Factors Affecting Health-Care Allocation Decisions: A Case of Aversive Racism?

Authors


Correspondence concerning this article should be addressed to Virginia A. Murphy-Berman, Department of Psychology, University of Nebraska-Lincoln, 209 Burnett Hall, Lincoln, NE 65588-0308.

Abstract

A distributive justice framework is used to examine how individuals make judgments about what is fair when making different types of health-care allocation decisions. The effects of 4 patient characteristics are assessed: (a) prognosis, (b) degree of responsibility for illness, (c) employment status, and (d) race.
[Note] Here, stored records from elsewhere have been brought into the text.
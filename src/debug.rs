use num_complex::Complex64;
use pretty_dtoa::{dtoa, FmtFloatConfig};

const FLOAT_CONFIG: FmtFloatConfig = FmtFloatConfig::default()
    .add_point_zero(false)
    .max_significant_digits(9);

pub fn format_f64(f: f64) -> String {
    dtoa(f, FLOAT_CONFIG)
}

pub fn format_f64_vec(v: &[f64]) -> String {
    let a: Vec<String> = v.iter().map(|f| format_f64(*f)).collect();
    format!("[{}]", a.join(", "))
}

fn format_complex(z: &Complex64) -> String {
    format!(
        "{}{}j{}",
        format_f64(z.re),
        if z.im.signum() < 0.0 { "-" } else { "+" },
        format_f64(z.im.abs())
    )
}

pub fn format_rect_vec(v: &[Complex64]) -> String {
    let a: Vec<String> = v.iter().map(format_complex).collect();
    format!("[{}]", a.join(", "))
}
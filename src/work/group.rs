use crate::work::{
    alloc::{Global, StorageError},
    runner::{Ordered, WorkRunner},
    storage::{RaggedArrayOfObjects, WorkStorage},
    vtable::Job,
};
use core::{fmt, marker::PhantomData, ops::Range};

/// Collects jobs into a storage until [`instantiate`](Self::instantiate)
/// turns them into a runnable [`WorkGroup`].
///
/// The pool remembers the size of the biggest batch it produced and
/// pre-reserves that much for the next one, so steady-state batches do not
/// regrow.
pub struct WorkPool<A, S = RaggedArrayOfObjects<A>, Rn = Ordered>
where
    A: Copy + Send + Sync + 'static,
    S: WorkStorage<A>,
    Rn: WorkRunner,
{
    storage: S,
    max_num_jobs: usize,
    max_storage_bytes: usize,
    _marker: PhantomData<(fn(A), Rn)>,
}

/// An immutable batch of jobs, runnable any number of times.
pub struct WorkGroup<A, S = RaggedArrayOfObjects<A>, Rn = Ordered>
where
    A: Copy + Send + Sync + 'static,
    S: WorkStorage<A>,
    Rn: WorkRunner,
{
    storage: S,
    runner: Rn,
    _marker: PhantomData<fn(A)>,
}

impl<A, S, Rn> WorkPool<A, S, Rn>
where
    A: Copy + Send + Sync + 'static,
    S: WorkStorage<A, Allocator = Global>,
    Rn: WorkRunner,
{
    /// Empty pool on the global allocator.
    #[must_use]
    pub fn new() -> Self {
        Self::new_in(Global)
    }
}

impl<A, S, Rn> Default for WorkPool<A, S, Rn>
where
    A: Copy + Send + Sync + 'static,
    S: WorkStorage<A, Allocator = Global>,
    Rn: WorkRunner,
{
    fn default() -> Self {
        Self::new()
    }
}

impl<A, S, Rn> WorkPool<A, S, Rn>
where
    A: Copy + Send + Sync + 'static,
    S: WorkStorage<A>,
    S::Allocator: Clone,
    Rn: WorkRunner,
{
    /// Empty pool allocating through `allocator`.
    #[must_use]
    pub fn new_in(allocator: S::Allocator) -> Self {
        Self {
            storage: S::new_in(allocator),
            max_num_jobs: 0,
            max_storage_bytes: 0,
            _marker: PhantomData,
        }
    }

    /// Number of jobs enqueued since the last `instantiate`.
    #[must_use]
    pub fn num_jobs(&self) -> usize {
        self.storage.len()
    }

    /// Bytes used by the jobs enqueued since the last `instantiate`.
    #[must_use]
    pub fn storage_bytes(&self) -> usize {
        self.storage.storage_bytes()
    }

    /// Pre-size the pending batch.
    ///
    /// # Errors
    /// If the allocation fails.
    pub fn reserve(&mut self, num_jobs: usize, storage_bytes: usize) -> Result<(), StorageError> {
        self.storage.reserve(num_jobs, storage_bytes)
    }

    /// Add a job to the pending batch.
    ///
    /// # Errors
    /// If the storage cannot grow. The pending batch is unchanged.
    pub fn enqueue(&mut self, job: impl Job<A>) -> Result<(), StorageError> {
        if self.storage.is_empty() && self.max_num_jobs != 0 {
            self.storage
                .reserve(self.max_num_jobs, self.max_storage_bytes)?;
        }
        self.storage.emplace(job)
    }

    /// Add a job that calls `body(i, args)` for every `i` in `range`, in
    /// increasing order.
    ///
    /// # Errors
    /// If the storage cannot grow. The pending batch is unchanged.
    pub fn enqueue_forall<F>(&mut self, range: Range<usize>, body: F) -> Result<(), StorageError>
    where
        F: Fn(usize, A) + Send + Sync + 'static,
    {
        self.enqueue(move |args: A| {
            for idx in range.clone() {
                body(idx, args);
            }
        })
    }

    /// Move the pending batch into a runnable group and start a new batch.
    #[must_use]
    pub fn instantiate(&mut self) -> WorkGroup<A, S, Rn> {
        self.max_num_jobs = self.max_num_jobs.max(self.storage.len());
        self.max_storage_bytes = self.max_storage_bytes.max(self.storage.storage_bytes());
        let fresh = self.storage.empty_like();
        WorkGroup {
            storage: core::mem::replace(&mut self.storage, fresh),
            runner: Rn::default(),
            _marker: PhantomData,
        }
    }

    /// Drop the pending batch and forget remembered batch sizes.
    pub fn clear(&mut self) {
        self.storage.clear();
        self.max_num_jobs = 0;
        self.max_storage_bytes = 0;
    }
}

impl<A, S, Rn> WorkGroup<A, S, Rn>
where
    A: Copy + Send + Sync + 'static,
    S: WorkStorage<A>,
    Rn: WorkRunner,
{
    /// Invoke every job of the group once with `args`.
    pub fn run(&self, args: A) {
        self.runner.run(&self.storage, args);
    }

    /// Number of jobs in the group.
    #[must_use]
    pub fn len(&self) -> usize {
        self.storage.len()
    }

    /// Whether the group holds no job.
    #[must_use]
    pub fn is_empty(&self) -> bool {
        self.storage.is_empty()
    }

    /// The underlying storage.
    #[must_use]
    pub fn storage(&self) -> &S {
        &self.storage
    }
}

impl<A, S, Rn> fmt::Debug for WorkPool<A, S, Rn>
where
    A: Copy + Send + Sync + 'static,
    S: WorkStorage<A> + fmt::Debug,
    Rn: WorkRunner,
{
    fn fmt(&self, f: &mut fmt::Formatter<'_>) -> fmt::Result {
        f.debug_struct("WorkPool")
            .field("storage", &self.storage)
            .field("max_num_jobs", &self.max_num_jobs)
            .field("max_storage_bytes", &self.max_storage_bytes)
            .finish()
    }
}

impl<A, S, Rn> fmt::Debug for WorkGroup<A, S, Rn>
where
    A: Copy + Send + Sync + 'static,
    S: WorkStorage<A> + fmt::Debug,
    Rn: WorkRunner + fmt::Debug,
{
    fn fmt(&self, f: &mut fmt::Formatter<'_>) -> fmt::Result {
        f.debug_struct("WorkGroup")
            .field("storage", &self.storage)
            .field("runner", &self.runner)
            .finish()
    }
}
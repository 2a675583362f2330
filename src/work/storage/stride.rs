use crate::work::{
    alloc::{Global, StorageError, WorkAllocator},
    storage::{Block, WorkStorage, checked_add, checked_mul},
    vtable::{self, Job, JobRef},
};
use core::{fmt, marker::PhantomData, ptr::NonNull};
use tracing::debug;

/// All records in one buffer, every record occupying the same stride.
///
/// The stride is the biggest record size seen so far. Iteration is a plain
/// pointer bump, the best locality of the three layouts. The price is a
/// re-stride, relocating every record, whenever a job bigger than the current
/// stride is enqueued.
pub struct ConstantStrideArrayOfObjects<A: 'static, Al: WorkAllocator = Global> {
    block: Block,
    stride: usize,
    len: usize,
    allocator: Al,
    _marker: PhantomData<fn(A)>,
}

// SAFETY: every stored job is `Send + Sync` (see `Job`), and the storage
// exclusively owns its buffer.
unsafe impl<A: 'static, Al: WorkAllocator + Send> Send for ConstantStrideArrayOfObjects<A, Al> {}
unsafe impl<A: 'static, Al: WorkAllocator + Sync> Sync for ConstantStrideArrayOfObjects<A, Al> {}

impl<A: 'static> ConstantStrideArrayOfObjects<A> {
    /// Empty storage on the global allocator.
    #[must_use]
    pub fn new() -> Self {
        Self::new_in(Global)
    }
}

impl<A: 'static> Default for ConstantStrideArrayOfObjects<A> {
    fn default() -> Self {
        Self::new()
    }
}

impl<A: 'static, Al: WorkAllocator> ConstantStrideArrayOfObjects<A, Al> {
    /// Bytes every record currently occupies.
    ///
    /// Zero until the first job. It only grows: [`clear`](WorkStorage::clear)
    /// and [`empty_like`](WorkStorage::empty_like) keep it.
    #[must_use]
    pub fn stride(&self) -> usize {
        self.stride
    }

    /// Bytes the current buffer can hold.
    #[must_use]
    pub fn capacity_bytes(&self) -> usize {
        self.block.bytes
    }

    /// Reallocate to `storage_bytes` with records `new_stride` apart.
    ///
    /// No-op unless the buffer is too small or the stride grows. An empty
    /// storage adopts a bigger stride in place when the buffer fits.
    fn array_reserve(&mut self, storage_bytes: usize, new_stride: usize) -> Result<(), StorageError> {
        if storage_bytes <= self.block.bytes && (new_stride <= self.stride || self.len == 0) {
            self.stride = self.stride.max(new_stride);
            return Ok(());
        }
        let storage_bytes = storage_bytes.max(checked_mul(self.len, new_stride)?);
        let new_block = Block::allocate(&self.allocator, storage_bytes)?;
        if new_stride != self.stride && self.len != 0 {
            debug!(
                from = self.stride,
                to = new_stride,
                jobs = self.len,
                "re-striding work storage"
            );
        }
        for idx in 0..self.len {
            // SAFETY: `idx * stride` addresses a live record in the old block and
            // `idx * new_stride` a free slot of at least `new_stride` bytes in the
            // new one.
            unsafe {
                vtable::relocate::<A>(
                    new_block.at(idx * new_stride),
                    self.block.at(idx * self.stride),
                );
            }
        }
        // SAFETY: all records were relocated out of the old block.
        unsafe { self.block.release(&self.allocator) };
        self.block = new_block;
        self.stride = new_stride;
        Ok(())
    }

    fn destroy_all(&mut self) {
        while self.len > 0 {
            self.len -= 1;
            // SAFETY: the slot holds a live record that was just forgotten.
            unsafe { vtable::destroy_record::<A>(self.block.at(self.len * self.stride)) };
        }
        // SAFETY: no live records remain.
        unsafe { self.block.release(&self.allocator) };
    }
}

impl<A: 'static, Al: WorkAllocator + Send + Sync> WorkStorage<A>
    for ConstantStrideArrayOfObjects<A, Al>
{
    type Allocator = Al;

    fn new_in(allocator: Al) -> Self {
        Self {
            block: Block::EMPTY,
            stride: 0,
            len: 0,
            allocator,
            _marker: PhantomData,
        }
    }

    fn allocator(&self) -> &Al {
        &self.allocator
    }

    fn empty_like(&self) -> Self
    where
        Self::Allocator: Clone,
    {
        let mut storage = Self::new_in(self.allocator().clone());
        storage.stride = self.stride;
        storage
    }

    fn reserve(&mut self, num_jobs: usize, storage_bytes: usize) -> Result<(), StorageError> {
        let by_count = checked_mul(num_jobs, self.stride)?;
        self.array_reserve(vtable::round_up(storage_bytes).max(by_count), self.stride)
    }

    fn emplace<T: Job<A>>(&mut self, job: T) -> Result<(), StorageError> {
        let size = vtable::record_size_of::<T, A>();
        let count = checked_add(self.len, 1)?;
        if size > self.stride {
            let restrided = checked_mul(count, size)?.max(self.block.bytes);
            self.array_reserve(restrided, size)?;
        } else {
            let end = checked_mul(count, self.stride)?;
            if end > self.block.bytes {
                let doubled = checked_mul(self.block.bytes, 2)?;
                self.array_reserve(end.max(doubled), self.stride)?;
            }
        }
        // SAFETY: the slot at `len * stride` is free, `MAX_ALIGN`-aligned and
        // `stride >= size` bytes long.
        unsafe { vtable::construct::<T, A>(self.block.at(self.len * self.stride), job) };
        self.len = count;
        Ok(())
    }

    fn len(&self) -> usize {
        self.len
    }

    fn storage_bytes(&self) -> usize {
        self.len * self.stride
    }

    fn get(&self, index: usize) -> Option<JobRef<'_, A>> {
        if index >= self.len {
            return None;
        }
        // SAFETY: the slot holds a live record that stays untouched while
        // `self` is borrowed.
        Some(unsafe { JobRef::new(NonNull::new_unchecked(self.block.at(index * self.stride))) })
    }

    fn clear(&mut self) {
        self.destroy_all();
    }
}

impl<A: 'static, Al: WorkAllocator> Drop for ConstantStrideArrayOfObjects<A, Al> {
    fn drop(&mut self) {
        self.destroy_all();
    }
}

impl<A: 'static, Al: WorkAllocator> fmt::Debug for ConstantStrideArrayOfObjects<A, Al> {
    fn fmt(&self, f: &mut fmt::Formatter<'_>) -> fmt::Result {
        f.debug_struct("ConstantStrideArrayOfObjects")
            .field("len", &self.len)
            .field("stride", &self.stride)
            .field("capacity_bytes", &self.block.bytes)
            .finish_non_exhaustive()
    }
}
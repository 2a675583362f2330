use crate::{
    config::ExecConfig,
    dag::{Dag, GraphError, Node},
    executor::{DagExec, FanInSlot, validate},
    resource::Resource,
    sync,
    types::{NodeId, SyncUnsafeCell},
};
use core::fmt;
use rayon::ThreadPool;
use std::sync::Arc;
use tracing::{debug, trace};

/// Recursive fan-out on the rayon pool with atomic fan-in counting.
///
/// Key points:
/// - Roots are split in halves with `rayon::join` and run in parallel.
/// - A node's children are classified once, at construction. A child with
///   a single dependency is `owned` by its parent and runs right after it
///   without any synchronization. A child with several dependencies is
///   `shared` and goes through its [`FanIn`](crate::FanIn): only the parent
///   whose arrival completes the count runs it.
/// - Runnable children of a node are again split in halves with
///   `rayon::join`.
///
/// Counters reset themselves when they fire, so the graph can be run again.
pub struct CountingTaskGraph<R: Resource> {
    dag: Dag<R>,
    layouts: Vec<LayoutSlot>,
    fan_ins: Vec<FanInSlot>,
    roots: Vec<NodeId>,
    pool: Option<Arc<ThreadPool>>,
}

type LayoutSlot = SyncUnsafeCell<NodeLayout>;

#[derive(Debug)]
struct NodeLayout {
    /// Children depending on this node only. They can be started right after
    /// it completes.
    owned_children: Vec<NodeId>,
    /// Children with other dependencies too.
    shared_children: Vec<NodeId>,
}

impl<R: Resource> DagExec<R> for CountingTaskGraph<R> {
    fn from_dag(dag: Dag<R>, config: &ExecConfig) -> Result<Self, GraphError> {
        validate(&dag, config)?;
        let pool = config.build_pool()?;
        let nodes = dag.nodes();
        let layouts = nodes
            .iter()
            .map(|node| {
                let (owned_children, shared_children) = node
                    .children()
                    .iter()
                    .copied()
                    .partition(|&child| nodes[child].dependency_count() == 1);
                SyncUnsafeCell::new(NodeLayout {
                    owned_children,
                    shared_children,
                })
            })
            .collect();
        let fan_ins = nodes
            .iter()
            .map(|node| FanInSlot::new(node.dependency_count()))
            .collect();
        let roots: Vec<_> = dag.roots().collect();
        debug!(nodes = dag.len(), roots = roots.len(), "built counting task graph");
        Ok(Self {
            dag,
            layouts,
            fan_ins,
            roots,
            pool,
        })
    }

    fn exec(&mut self, resource: &R) -> R::Event {
        resource.wait();
        let plan = Plan {
            nodes: self.dag.nodes(),
            layouts: &self.layouts,
            fan_ins: &self.fan_ins,
            resource,
        };
        let roots = self.roots.as_slice();
        // SAFETY: roots have no dependencies, each appears once, and no other
        // run of this plan is in progress since `exec` borrows `self` mutably.
        let run = || unsafe { plan.join_nodes(roots) };
        match &self.pool {
            Some(pool) => pool.install(run),
            None => run(),
        }
        resource.get_event()
    }

    fn into_dag(self) -> Dag<R> {
        self.dag
    }
}

struct Plan<'a, R: Resource> {
    nodes: &'a [Node<R>],
    layouts: &'a [LayoutSlot],
    fan_ins: &'a [FanInSlot],
    resource: &'a R,
}

impl<R: Resource> Clone for Plan<'_, R> {
    fn clone(&self) -> Self {
        *self
    }
}

impl<R: Resource> Copy for Plan<'_, R> {}

impl<R: Resource> Plan<'_, R> {
    /// # Safety
    ///
    /// - Every id in `ready` must have all of its dependencies completed in
    ///   the current run.
    /// - No id in `ready` may be run by anyone else during the current run.
    unsafe fn join_nodes(self, ready: &[NodeId]) {
        match *ready {
            [] => {}
            [id] => {
                // SAFETY: forwarded from the caller.
                unsafe { self.exec_node(id) };
            }
            _ => {
                let (left, right) = ready.split_at(ready.len() / 2);
                // SAFETY: the two halves are disjoint sets of ready nodes.
                sync::join(
                    || unsafe { self.join_nodes(left) },
                    || unsafe { self.join_nodes(right) },
                );
            }
        }
    }

    /// # Safety
    ///
    /// Same as [`join_nodes`](Self::join_nodes) for the single node `id`.
    unsafe fn exec_node(self, id: NodeId) {
        trace!(node = id, "running node");
        // SAFETY: `id` is run by this thread only.
        let event = unsafe { self.nodes[id].exec_unchecked(self.resource) };
        self.resource.wait_for(&event);

        // SAFETY: the layout of a node is only touched by the thread running it.
        let NodeLayout {
            owned_children,
            shared_children,
        } = unsafe { &mut *self.layouts[id].get() };
        let num_owned = owned_children.len();
        for &child in shared_children.iter() {
            if self.fan_ins[child].arrive() {
                owned_children.push(child);
            }
        }
        // SAFETY: owned children depend on `id` only, and promoted shared
        // children had their last dependency arrive here.
        unsafe { self.join_nodes(owned_children) };
        owned_children.truncate(num_owned);
    }
}

impl<R: Resource> fmt::Debug for CountingTaskGraph<R> {
    fn fmt(&self, f: &mut fmt::Formatter<'_>) -> fmt::Result {
        f.debug_struct("CountingTaskGraph")
            .field("dag", &self.dag)
            .field("roots", &self.roots)
            .field("fan_ins", &self.fan_ins)
            .finish_non_exhaustive()
    }
}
Results reveal that when the patient was defined as being more versus less responsible for his illness, respondents gave him a significantly lower priority score for obtaining health-care services, and they felt that he should be more responsible for paying for or soliciting funds to cover the costs of his health needs. Respondents also reacted with more negative emotion to the responsible patient and described him in more negative trait terms. Although patient's race produced no main effects, race did interact with employment status on several key variables. When the patient was described as being unemployed, the White patient compared to the Black patient was given a higher health-care priority score, he was resented less, and respondents were more willing to contribute money to pay for his health-care costs; but when the patient was described as being employed, the direction of differences between the races on these variables was reversed.